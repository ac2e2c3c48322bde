//! Registry entries.

use std::path::PathBuf;
use std::rc::Rc;

use crate::provider::{ProviderClass, PATH_SEPARATOR};

/// A registered type.
#[derive(Debug, Clone)]
pub enum TypeEntry {
    /// A type conforming to the provider contract.
    Provider(Rc<ProviderClass>),
    /// Any other type living in a unit (helpers, clients, data types).
    Other { type_name: String, module: String },
}

impl TypeEntry {
    pub fn type_name(&self) -> &str {
        match self {
            TypeEntry::Provider(class) => class.type_name(),
            TypeEntry::Other { type_name, .. } => type_name,
        }
    }

    /// Unit the type is defined in.
    pub fn module(&self) -> &str {
        match self {
            TypeEntry::Provider(class) => class.module(),
            TypeEntry::Other { module, .. } => module,
        }
    }

    pub fn qualified_name(&self) -> String {
        format!("{}{}{}", self.module(), PATH_SEPARATOR, self.type_name())
    }

    /// The provider class, if this type conforms to the contract.
    pub fn as_provider(&self) -> Option<&Rc<ProviderClass>> {
        match self {
            TypeEntry::Provider(class) => Some(class),
            TypeEntry::Other { .. } => None,
        }
    }
}

/// Where a library keeps its bundled providers.
#[derive(Debug, Clone, PartialEq, Eq)]
pub struct Library {
    /// Directory scanned when no other source is given.
    pub providers_dir: PathBuf,
    /// Namespace the files in `providers_dir` are registered under.
    pub namespace: String,
}

impl Library {
    pub fn new(providers_dir: impl Into<PathBuf>, namespace: impl Into<String>) -> Self {
        Self {
            providers_dir: providers_dir.into(),
            namespace: namespace.into(),
        }
    }
}
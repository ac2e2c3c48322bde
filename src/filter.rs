//! Narrowing provider collections.
//!
//! Both filters keep insertion order and return the surviving providers.

use indexmap::IndexMap;
use serde_json::Value;

use crate::provider::ProviderMap;

/// Fields searched by [`filter_by_query`] when none are given.
pub const DEFAULT_SEARCH_FIELDS: &[&str] = &["name", "display_name", "description"];

/// Tokens that match a `true` boolean attribute.
const TRUTHY: &[&str] = &["true", "1", "yes", "on"];

/// Keep providers where any searched field contains `query`, ignoring case.
///
/// Empty fields never match. A missing or empty query keeps everything.
pub fn filter_by_query(
    mut providers: ProviderMap,
    query: Option<&str>,
    search_fields: Option<&[&str]>,
    extra_fields: &[&str],
) -> ProviderMap {
    let query = match query {
        Some(q) if !q.is_empty() => q.to_lowercase(),
        _ => return providers,
    };

    let fields: Vec<&str> = search_fields
        .unwrap_or(DEFAULT_SEARCH_FIELDS)
        .iter()
        .chain(extra_fields)
        .copied()
        .collect();

    providers.retain(|_, provider| {
        fields.iter().any(|field| {
            provider
                .resolve_attribute(field, false)
                .map(|value| stringify(&value))
                .is_some_and(|text| !text.is_empty() && text.to_lowercase().contains(&query))
        })
    });
    providers
}

/// Keep providers matching every `attribute => search` predicate.
///
/// Methods are invoked with no arguments to get their value. A provider
/// without the attribute is dropped. Booleans match the tokens `true`, `1`,
/// `yes` and `on`; everything else matches by case-insensitive substring.
pub fn filter_by_attributes(
    mut providers: ProviderMap,
    predicates: &IndexMap<String, String>,
) -> ProviderMap {
    if predicates.is_empty() {
        return providers;
    }

    providers.retain(|_, provider| {
        predicates.iter().all(|(attribute, search)| {
            let Some(value) = provider.resolve_attribute(attribute, true) else {
                return false;
            };
            let search = search.to_lowercase();
            match value {
                Value::Bool(flag) => flag == TRUTHY.contains(&search.as_str()),
                other => stringify(&other).to_lowercase().contains(&search),
            }
        })
    });
    providers
}

/// String form of a value: strings unquoted, everything else as JSON.
pub fn stringify(value: &Value) -> String {
    match value {
        Value::String(s) => s.clone(),
        Value::Null => String::new(),
        other => other.to_string(),
    }
}
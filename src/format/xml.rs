//! Minimal indented XML output.

/// Escape text for element content.
pub fn escape(text: &str) -> String {
    let mut out = String::with_capacity(text.len());
    for c in text.chars() {
        match c {
            '&' => out.push_str("&amp;"),
            '<' => out.push_str("&lt;"),
            '>' => out.push_str("&gt;"),
            _ => out.push(c),
        }
    }
    out
}

/// Builds a document line by line, indenting two spaces per level.
#[derive(Debug, Default)]
pub struct XmlWriter {
    lines: Vec<String>,
    open: Vec<String>,
}

impl XmlWriter {
    pub fn new() -> Self {
        Self::default()
    }

    fn indent(&self) -> String {
        "  ".repeat(self.open.len())
    }

    /// Open `<tag>`; children go one level deeper until [`XmlWriter::end`].
    pub fn start(&mut self, tag: &str) -> &mut Self {
        self.lines.push(format!("{}<{}>", self.indent(), tag));
        self.open.push(tag.to_string());
        self
    }

    /// Close the innermost open element.
    pub fn end(&mut self) -> &mut Self {
        if let Some(tag) = self.open.pop() {
            self.lines.push(format!("{}</{}>", self.indent(), tag));
        }
        self
    }

    /// `<tag>text</tag>` on one line.
    pub fn text(&mut self, tag: &str, text: &str) -> &mut Self {
        self.lines
            .push(format!("{}<{}>{}</{}>", self.indent(), tag, escape(text), tag));
        self
    }

    /// A wrapper element holding one `<item>` per value. Empty lists render
    /// as `<tag />`.
    pub fn list<S: AsRef<str>>(&mut self, tag: &str, item: &str, values: &[S]) -> &mut Self {
        if values.is_empty() {
            self.lines.push(format!("{}<{} />", self.indent(), tag));
            return self;
        }
        self.start(tag);
        for value in values {
            self.text(item, value.as_ref());
        }
        self.end()
    }

    /// Close everything still open and return the document.
    pub fn finish(mut self) -> String {
        while !self.open.is_empty() {
            self.end();
        }
        self.lines.join("\n")
    }
}
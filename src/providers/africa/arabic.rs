//! Arabic alphabet provider (Abjad script).

use serde_json::json;

use crate::provider::{ProviderClass, Urls};
use crate::providers::base;

const ABJAD: [&str; 28] = [
    "ا", "ب", "ت", "ث", "ج", "ح", "خ", "د", "ذ", "ر", "ز", "س", "ش", "ص", "ض", "ط", "ظ", "ع", "غ",
    "ف", "ق", "ك", "ل", "م", "ن", "ه", "و", "ي",
];

pub fn class() -> ProviderClass {
    base::class()
        .derive("ArabicAlphabetProvider", module_path!())
        .with_name("arabic_alphabet")
        .with_display_name("Arabic Alphabet Provider")
        .with_description("Provider for Arabic alphabet (Abjad script)")
        .with_services(["get_alphabet"])
        .with_config_keys(["ARABIC_API_KEY", "ARABIC_DIRECTION", "ARABIC_SCRIPT"])
        .with_required_packages(["arabic-alphabet", "arabic-text-processor"])
        .with_urls(Urls::new(
            "https://www.un.org/ar/about-un",
            "https://www.un.org/ar",
            "https://www.un.org/ar/news",
        ))
        .with_attribute("country_code", "SA")
        .with_attribute("continent", "africa")
        .with_attribute("country", "Saudi Arabia")
        .with_method("get_alphabet", |_, _| Ok(json!(ABJAD)))
}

========================================================================

◆ Task statement ◆
Filter the records, keeping only lines that contain "item", and show those lines.

◆ Solution to the exercise ◆
    /// A wrapper element holding one `<item>` per value. Empty lists render
    pub fn list<S: AsRef<str>>(&mut self, tag: &str, item: &str, values: &[S]) -> &mut Self {
            self.text(item, value.as_ref());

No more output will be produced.